Work task: Using the records provided below, locate and copy each line that contains the word "DashedStroke".

[Available records — start]

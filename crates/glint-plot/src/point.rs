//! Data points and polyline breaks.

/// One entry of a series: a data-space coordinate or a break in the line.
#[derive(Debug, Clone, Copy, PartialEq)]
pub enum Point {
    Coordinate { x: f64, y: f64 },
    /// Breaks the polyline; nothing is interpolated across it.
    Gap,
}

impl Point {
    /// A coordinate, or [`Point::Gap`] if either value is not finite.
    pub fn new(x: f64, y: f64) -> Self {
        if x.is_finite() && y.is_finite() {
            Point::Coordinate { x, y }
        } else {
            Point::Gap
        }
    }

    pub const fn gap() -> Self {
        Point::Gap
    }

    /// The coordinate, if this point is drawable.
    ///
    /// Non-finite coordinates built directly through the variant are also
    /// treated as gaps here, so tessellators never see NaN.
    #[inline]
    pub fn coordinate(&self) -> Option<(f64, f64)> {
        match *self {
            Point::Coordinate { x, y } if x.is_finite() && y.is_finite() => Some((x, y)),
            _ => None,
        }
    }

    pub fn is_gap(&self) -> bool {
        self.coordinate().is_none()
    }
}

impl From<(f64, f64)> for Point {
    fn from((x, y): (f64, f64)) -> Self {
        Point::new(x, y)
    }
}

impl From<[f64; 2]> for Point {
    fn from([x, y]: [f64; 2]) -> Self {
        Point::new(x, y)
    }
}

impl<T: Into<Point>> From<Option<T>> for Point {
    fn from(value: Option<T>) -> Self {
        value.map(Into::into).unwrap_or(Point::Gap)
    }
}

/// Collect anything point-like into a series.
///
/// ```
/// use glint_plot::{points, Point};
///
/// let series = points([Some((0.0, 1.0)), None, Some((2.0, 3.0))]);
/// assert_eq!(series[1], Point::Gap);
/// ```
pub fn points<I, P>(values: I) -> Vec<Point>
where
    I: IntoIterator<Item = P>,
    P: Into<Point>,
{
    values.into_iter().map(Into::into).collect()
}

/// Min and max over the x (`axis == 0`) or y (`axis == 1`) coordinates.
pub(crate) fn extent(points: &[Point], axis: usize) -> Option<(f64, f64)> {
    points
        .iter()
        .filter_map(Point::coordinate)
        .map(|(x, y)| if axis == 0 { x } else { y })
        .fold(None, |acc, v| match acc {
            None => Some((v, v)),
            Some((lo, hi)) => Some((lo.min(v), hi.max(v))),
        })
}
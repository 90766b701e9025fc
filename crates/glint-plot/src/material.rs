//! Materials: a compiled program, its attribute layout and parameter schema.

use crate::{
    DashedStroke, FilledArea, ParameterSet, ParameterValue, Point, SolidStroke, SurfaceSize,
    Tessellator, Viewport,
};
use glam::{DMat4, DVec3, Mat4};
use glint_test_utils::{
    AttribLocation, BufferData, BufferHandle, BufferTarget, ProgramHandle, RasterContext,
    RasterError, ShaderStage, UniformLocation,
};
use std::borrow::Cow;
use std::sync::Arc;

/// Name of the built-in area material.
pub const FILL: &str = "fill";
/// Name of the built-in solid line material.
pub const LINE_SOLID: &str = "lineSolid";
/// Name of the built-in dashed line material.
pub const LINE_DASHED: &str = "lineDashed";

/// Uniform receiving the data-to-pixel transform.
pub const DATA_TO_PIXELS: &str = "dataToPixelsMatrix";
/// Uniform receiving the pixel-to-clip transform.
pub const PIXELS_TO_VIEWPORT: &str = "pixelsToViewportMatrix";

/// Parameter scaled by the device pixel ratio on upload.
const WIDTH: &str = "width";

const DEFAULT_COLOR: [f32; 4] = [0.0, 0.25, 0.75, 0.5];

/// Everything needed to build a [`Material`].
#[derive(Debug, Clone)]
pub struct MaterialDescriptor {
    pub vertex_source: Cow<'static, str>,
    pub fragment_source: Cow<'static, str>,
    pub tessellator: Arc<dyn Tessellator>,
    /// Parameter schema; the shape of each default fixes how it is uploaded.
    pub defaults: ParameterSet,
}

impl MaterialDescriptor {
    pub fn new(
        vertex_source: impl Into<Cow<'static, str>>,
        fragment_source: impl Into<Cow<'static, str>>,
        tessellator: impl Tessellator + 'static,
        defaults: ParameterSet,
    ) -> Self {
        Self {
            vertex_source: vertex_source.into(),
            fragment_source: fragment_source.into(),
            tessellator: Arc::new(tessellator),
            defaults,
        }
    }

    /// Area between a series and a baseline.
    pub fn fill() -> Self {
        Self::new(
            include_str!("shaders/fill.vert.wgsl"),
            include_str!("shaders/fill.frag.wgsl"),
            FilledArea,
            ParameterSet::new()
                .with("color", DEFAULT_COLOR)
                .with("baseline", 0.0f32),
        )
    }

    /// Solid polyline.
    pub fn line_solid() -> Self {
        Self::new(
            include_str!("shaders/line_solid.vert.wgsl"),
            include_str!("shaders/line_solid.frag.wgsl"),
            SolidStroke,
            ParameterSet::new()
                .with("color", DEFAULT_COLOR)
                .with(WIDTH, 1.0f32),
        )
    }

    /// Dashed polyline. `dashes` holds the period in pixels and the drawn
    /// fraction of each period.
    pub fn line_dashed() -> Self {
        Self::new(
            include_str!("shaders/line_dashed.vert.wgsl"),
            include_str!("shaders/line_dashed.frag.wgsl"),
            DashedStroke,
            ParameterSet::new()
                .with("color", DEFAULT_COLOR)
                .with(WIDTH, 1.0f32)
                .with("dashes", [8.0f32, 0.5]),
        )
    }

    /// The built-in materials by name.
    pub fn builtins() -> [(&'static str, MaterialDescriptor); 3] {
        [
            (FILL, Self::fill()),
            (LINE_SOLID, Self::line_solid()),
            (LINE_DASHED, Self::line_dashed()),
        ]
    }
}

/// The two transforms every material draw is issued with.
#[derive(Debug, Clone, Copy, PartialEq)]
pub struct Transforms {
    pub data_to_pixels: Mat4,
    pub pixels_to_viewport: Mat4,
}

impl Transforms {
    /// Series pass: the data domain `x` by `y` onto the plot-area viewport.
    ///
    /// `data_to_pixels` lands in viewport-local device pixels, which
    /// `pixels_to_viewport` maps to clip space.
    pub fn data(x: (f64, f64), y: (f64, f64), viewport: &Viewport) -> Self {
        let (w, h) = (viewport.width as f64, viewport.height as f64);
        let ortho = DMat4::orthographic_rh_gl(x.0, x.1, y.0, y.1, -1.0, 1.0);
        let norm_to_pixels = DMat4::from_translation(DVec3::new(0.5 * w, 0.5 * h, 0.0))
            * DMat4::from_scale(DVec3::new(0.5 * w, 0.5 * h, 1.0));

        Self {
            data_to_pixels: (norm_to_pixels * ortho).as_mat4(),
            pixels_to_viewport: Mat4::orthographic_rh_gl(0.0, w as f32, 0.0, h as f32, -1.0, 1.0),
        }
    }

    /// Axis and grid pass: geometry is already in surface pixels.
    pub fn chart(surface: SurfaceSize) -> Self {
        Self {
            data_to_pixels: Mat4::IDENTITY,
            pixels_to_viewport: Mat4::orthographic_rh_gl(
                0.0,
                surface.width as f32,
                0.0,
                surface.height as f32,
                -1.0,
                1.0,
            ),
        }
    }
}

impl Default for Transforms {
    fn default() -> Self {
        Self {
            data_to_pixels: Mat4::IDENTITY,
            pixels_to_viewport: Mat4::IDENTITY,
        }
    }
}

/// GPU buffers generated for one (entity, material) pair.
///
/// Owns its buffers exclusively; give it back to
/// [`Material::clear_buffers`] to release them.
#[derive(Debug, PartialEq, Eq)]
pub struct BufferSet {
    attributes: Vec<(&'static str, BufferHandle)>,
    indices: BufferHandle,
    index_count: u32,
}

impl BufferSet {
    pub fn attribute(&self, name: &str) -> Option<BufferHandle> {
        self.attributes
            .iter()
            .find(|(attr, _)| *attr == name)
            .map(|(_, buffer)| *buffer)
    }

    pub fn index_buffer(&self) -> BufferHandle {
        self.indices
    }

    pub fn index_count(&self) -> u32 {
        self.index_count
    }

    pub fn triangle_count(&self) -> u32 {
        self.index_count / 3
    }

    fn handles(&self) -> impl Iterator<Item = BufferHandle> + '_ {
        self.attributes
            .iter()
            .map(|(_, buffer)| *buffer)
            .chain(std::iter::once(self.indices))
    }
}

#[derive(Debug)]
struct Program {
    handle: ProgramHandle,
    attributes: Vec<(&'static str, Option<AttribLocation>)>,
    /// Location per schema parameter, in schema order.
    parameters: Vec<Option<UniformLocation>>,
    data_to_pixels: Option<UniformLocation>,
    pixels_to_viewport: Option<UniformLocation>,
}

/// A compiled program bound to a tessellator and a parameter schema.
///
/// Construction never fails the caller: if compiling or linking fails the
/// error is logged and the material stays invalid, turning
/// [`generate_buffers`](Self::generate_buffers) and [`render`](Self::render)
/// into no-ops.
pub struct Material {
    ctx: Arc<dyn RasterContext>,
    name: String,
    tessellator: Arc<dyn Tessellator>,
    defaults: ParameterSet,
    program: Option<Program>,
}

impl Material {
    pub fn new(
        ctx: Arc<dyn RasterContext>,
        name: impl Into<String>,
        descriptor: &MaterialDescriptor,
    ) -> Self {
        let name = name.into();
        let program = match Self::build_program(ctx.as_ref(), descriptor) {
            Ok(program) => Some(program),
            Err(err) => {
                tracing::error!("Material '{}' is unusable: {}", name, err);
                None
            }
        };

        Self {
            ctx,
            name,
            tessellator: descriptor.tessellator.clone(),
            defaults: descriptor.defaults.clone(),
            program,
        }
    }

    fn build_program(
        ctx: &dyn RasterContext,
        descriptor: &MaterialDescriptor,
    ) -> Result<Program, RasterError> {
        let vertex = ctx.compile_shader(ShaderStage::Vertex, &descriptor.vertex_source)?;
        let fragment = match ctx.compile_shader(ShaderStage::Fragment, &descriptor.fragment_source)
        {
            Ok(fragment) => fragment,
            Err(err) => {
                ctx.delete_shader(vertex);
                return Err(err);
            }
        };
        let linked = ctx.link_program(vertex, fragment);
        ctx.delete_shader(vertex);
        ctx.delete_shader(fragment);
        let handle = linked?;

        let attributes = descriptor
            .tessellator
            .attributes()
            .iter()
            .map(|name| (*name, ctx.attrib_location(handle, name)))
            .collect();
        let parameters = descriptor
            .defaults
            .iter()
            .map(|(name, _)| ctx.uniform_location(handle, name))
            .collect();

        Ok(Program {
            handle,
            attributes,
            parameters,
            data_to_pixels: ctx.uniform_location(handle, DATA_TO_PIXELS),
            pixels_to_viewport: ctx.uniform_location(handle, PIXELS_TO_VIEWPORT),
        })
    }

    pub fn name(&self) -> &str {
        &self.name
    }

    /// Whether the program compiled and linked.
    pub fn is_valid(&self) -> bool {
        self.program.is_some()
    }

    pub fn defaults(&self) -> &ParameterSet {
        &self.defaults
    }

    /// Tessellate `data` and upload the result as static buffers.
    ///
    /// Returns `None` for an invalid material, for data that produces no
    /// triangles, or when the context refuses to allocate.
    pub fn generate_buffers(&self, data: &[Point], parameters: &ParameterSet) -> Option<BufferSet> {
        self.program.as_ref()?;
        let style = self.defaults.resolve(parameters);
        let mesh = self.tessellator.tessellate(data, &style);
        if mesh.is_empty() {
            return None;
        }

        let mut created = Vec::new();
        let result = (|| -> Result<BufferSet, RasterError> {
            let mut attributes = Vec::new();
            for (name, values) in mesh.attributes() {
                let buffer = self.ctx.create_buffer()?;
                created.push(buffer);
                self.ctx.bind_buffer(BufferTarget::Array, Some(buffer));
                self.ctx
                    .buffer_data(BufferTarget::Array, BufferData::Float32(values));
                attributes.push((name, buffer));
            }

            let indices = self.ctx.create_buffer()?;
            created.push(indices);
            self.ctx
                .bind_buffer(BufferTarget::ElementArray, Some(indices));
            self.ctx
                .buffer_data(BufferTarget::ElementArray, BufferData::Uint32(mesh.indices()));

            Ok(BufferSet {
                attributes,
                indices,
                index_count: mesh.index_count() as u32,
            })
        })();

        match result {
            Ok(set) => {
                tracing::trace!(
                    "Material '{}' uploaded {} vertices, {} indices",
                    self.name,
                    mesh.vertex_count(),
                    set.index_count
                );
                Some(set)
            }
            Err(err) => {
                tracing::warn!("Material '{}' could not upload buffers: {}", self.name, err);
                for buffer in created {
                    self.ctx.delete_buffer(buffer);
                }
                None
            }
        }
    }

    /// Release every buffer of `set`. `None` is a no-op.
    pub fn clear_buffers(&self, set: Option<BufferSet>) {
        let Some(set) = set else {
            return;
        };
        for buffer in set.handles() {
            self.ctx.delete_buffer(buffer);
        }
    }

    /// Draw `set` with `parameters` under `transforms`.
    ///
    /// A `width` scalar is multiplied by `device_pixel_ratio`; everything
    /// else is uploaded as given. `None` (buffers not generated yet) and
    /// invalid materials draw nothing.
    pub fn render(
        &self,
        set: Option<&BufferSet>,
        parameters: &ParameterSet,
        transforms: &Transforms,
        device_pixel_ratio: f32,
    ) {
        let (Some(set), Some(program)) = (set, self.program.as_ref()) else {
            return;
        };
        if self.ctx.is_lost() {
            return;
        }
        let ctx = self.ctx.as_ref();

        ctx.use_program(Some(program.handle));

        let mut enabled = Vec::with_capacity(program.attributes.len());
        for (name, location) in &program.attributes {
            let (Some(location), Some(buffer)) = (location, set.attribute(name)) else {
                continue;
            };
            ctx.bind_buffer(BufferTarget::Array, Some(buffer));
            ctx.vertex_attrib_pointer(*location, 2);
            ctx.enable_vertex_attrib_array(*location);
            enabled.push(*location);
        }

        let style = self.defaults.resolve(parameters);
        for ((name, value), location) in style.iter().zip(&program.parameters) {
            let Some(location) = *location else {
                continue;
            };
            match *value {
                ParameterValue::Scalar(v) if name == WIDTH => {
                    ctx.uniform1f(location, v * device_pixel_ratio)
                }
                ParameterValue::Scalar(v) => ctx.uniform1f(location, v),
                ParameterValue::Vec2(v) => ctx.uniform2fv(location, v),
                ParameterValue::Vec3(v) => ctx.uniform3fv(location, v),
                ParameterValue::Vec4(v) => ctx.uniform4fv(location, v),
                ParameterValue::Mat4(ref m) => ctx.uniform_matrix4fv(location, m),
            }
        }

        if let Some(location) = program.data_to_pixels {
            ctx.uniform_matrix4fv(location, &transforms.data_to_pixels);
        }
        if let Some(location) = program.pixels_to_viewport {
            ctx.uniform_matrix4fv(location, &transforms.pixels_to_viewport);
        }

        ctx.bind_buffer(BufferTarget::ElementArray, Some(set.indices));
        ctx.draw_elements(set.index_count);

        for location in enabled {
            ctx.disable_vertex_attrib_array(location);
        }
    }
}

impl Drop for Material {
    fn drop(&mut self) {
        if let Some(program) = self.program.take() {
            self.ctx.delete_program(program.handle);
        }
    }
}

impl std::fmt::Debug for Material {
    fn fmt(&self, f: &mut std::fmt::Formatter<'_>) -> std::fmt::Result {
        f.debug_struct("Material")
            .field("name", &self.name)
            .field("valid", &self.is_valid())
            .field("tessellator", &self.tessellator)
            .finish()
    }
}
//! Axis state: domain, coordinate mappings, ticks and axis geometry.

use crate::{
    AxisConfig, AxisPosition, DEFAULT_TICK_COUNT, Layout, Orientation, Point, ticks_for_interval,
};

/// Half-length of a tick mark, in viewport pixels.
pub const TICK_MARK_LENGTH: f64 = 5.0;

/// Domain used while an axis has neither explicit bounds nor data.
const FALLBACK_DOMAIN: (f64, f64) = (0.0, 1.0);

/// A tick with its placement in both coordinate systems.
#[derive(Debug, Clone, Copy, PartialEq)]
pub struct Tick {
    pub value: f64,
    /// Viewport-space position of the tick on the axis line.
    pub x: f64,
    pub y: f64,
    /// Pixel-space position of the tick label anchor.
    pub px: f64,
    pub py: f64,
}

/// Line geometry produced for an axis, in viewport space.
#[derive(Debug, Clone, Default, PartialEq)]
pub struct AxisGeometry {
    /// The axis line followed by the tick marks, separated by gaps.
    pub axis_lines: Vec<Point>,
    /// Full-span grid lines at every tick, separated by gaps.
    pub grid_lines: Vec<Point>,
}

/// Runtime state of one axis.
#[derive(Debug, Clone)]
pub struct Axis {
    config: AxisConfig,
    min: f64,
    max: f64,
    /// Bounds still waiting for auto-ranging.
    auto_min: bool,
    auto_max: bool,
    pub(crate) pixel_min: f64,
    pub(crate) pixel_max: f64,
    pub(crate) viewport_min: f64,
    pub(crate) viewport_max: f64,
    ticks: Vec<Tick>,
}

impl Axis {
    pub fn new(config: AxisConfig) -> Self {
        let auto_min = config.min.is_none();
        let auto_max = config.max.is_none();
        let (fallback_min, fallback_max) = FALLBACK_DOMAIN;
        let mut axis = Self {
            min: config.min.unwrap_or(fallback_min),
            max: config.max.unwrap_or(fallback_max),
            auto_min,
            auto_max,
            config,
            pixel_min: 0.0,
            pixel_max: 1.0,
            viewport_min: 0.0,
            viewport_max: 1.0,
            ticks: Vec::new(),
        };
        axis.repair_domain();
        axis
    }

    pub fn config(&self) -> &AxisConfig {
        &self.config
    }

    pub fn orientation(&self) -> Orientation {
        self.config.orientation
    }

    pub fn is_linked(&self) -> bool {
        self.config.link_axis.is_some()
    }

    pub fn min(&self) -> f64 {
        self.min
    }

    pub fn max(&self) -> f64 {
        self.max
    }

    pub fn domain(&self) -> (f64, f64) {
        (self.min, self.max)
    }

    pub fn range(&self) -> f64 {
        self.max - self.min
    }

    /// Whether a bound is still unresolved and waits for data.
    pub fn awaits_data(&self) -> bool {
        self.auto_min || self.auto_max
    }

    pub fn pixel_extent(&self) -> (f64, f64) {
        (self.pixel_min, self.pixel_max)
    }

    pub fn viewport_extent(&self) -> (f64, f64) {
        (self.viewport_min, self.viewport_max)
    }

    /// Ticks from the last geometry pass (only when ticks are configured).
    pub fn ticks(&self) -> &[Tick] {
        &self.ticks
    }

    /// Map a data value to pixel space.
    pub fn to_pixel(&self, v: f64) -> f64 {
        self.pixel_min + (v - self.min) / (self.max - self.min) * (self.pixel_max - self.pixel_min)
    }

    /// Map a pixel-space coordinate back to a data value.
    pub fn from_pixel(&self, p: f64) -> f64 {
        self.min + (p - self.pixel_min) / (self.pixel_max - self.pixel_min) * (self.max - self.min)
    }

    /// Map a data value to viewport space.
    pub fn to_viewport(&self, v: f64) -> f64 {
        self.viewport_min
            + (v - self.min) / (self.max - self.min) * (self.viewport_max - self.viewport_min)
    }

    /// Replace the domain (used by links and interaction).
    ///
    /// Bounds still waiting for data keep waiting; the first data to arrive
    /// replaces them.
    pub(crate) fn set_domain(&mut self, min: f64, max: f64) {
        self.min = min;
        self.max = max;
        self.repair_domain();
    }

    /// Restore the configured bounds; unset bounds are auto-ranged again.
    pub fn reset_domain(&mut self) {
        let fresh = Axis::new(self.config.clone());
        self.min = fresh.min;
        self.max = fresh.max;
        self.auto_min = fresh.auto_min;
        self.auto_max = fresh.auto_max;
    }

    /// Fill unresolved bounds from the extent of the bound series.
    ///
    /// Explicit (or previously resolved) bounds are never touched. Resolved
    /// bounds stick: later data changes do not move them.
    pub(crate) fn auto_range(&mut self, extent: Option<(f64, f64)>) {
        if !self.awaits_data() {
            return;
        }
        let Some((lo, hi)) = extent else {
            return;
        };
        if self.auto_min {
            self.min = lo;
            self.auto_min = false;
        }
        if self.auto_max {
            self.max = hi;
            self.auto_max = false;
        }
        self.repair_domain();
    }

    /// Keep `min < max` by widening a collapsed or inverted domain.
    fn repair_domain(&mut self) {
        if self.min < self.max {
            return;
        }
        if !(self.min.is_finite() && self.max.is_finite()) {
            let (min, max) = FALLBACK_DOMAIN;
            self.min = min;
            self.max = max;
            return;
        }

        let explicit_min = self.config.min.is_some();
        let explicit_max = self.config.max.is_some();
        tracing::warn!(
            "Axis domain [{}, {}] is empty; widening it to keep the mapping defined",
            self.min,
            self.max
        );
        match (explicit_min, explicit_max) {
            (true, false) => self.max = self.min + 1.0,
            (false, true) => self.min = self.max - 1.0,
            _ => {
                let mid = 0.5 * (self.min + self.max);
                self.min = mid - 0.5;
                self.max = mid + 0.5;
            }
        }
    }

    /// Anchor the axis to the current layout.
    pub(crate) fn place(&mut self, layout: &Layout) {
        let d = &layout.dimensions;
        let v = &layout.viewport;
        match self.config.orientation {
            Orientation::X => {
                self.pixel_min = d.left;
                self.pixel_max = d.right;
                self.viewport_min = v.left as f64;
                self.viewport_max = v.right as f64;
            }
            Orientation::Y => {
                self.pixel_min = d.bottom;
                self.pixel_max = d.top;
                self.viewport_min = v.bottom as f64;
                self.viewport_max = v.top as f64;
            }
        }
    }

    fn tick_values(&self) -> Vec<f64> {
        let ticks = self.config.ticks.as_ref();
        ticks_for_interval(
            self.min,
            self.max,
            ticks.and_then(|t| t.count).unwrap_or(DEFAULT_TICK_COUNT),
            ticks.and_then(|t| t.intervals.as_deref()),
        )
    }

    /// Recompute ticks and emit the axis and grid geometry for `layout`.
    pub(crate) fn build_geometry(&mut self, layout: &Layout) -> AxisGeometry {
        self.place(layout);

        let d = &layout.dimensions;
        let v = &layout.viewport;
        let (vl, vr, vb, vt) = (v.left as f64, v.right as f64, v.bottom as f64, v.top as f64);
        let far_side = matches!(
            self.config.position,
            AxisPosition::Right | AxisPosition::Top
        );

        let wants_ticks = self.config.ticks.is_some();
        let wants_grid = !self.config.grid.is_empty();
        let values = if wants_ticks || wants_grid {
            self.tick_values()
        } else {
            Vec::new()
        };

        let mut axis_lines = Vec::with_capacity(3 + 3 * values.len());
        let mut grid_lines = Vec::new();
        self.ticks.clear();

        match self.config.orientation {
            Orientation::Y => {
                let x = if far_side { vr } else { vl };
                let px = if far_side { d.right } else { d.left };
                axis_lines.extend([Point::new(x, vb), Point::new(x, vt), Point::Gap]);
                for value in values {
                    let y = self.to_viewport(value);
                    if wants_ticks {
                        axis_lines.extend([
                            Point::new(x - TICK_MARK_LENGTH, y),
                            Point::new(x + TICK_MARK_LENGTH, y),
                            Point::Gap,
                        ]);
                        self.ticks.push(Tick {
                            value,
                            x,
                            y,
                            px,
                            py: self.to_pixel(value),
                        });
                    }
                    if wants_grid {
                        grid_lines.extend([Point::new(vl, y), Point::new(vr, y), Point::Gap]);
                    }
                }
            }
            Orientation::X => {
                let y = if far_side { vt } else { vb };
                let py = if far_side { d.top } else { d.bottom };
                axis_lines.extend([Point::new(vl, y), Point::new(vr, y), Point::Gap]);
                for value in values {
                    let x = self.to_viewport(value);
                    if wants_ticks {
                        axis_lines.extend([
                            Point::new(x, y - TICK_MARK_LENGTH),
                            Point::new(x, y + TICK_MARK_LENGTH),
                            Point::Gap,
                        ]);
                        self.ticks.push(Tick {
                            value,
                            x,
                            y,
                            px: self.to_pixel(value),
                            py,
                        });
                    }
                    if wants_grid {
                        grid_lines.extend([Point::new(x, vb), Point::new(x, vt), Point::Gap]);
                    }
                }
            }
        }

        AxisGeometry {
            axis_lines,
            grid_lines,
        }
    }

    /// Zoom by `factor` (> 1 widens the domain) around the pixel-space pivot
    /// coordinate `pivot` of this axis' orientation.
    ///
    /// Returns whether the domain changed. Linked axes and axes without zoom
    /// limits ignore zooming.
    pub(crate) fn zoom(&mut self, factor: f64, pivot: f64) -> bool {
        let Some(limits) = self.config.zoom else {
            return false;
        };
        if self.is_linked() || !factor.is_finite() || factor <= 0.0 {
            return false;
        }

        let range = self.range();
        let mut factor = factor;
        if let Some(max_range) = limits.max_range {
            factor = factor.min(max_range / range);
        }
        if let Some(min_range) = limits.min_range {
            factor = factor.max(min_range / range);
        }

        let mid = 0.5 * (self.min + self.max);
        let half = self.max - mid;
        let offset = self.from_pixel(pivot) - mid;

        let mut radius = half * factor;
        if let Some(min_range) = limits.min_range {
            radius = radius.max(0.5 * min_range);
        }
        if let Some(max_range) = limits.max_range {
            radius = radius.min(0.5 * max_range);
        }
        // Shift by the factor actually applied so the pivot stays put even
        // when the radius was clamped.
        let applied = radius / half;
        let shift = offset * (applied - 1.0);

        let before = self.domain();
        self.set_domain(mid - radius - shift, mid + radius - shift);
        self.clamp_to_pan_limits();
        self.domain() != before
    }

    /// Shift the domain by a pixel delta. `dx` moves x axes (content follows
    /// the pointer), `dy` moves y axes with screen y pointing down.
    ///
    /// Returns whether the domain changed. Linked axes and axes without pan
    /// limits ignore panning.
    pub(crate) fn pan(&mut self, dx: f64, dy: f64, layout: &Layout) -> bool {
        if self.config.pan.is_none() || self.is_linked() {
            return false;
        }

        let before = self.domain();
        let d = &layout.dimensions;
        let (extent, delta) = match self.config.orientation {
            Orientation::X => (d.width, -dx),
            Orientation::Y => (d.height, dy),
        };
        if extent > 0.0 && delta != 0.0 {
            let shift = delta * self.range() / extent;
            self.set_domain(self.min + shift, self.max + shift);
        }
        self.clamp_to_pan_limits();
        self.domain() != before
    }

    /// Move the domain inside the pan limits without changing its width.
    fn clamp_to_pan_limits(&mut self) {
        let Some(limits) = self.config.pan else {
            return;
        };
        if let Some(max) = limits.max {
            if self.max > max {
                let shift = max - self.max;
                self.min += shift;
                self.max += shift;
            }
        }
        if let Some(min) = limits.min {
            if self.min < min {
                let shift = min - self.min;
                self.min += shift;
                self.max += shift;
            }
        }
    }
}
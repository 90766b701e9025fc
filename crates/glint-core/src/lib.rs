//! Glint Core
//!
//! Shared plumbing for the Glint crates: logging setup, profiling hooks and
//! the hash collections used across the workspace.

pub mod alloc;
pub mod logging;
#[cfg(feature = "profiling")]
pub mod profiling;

[Available records — finish]

Answer for this exercise:
    DashedStroke, FilledArea, ParameterSet, ParameterValue, Point, SolidStroke, SurfaceSize,
            DashedStroke,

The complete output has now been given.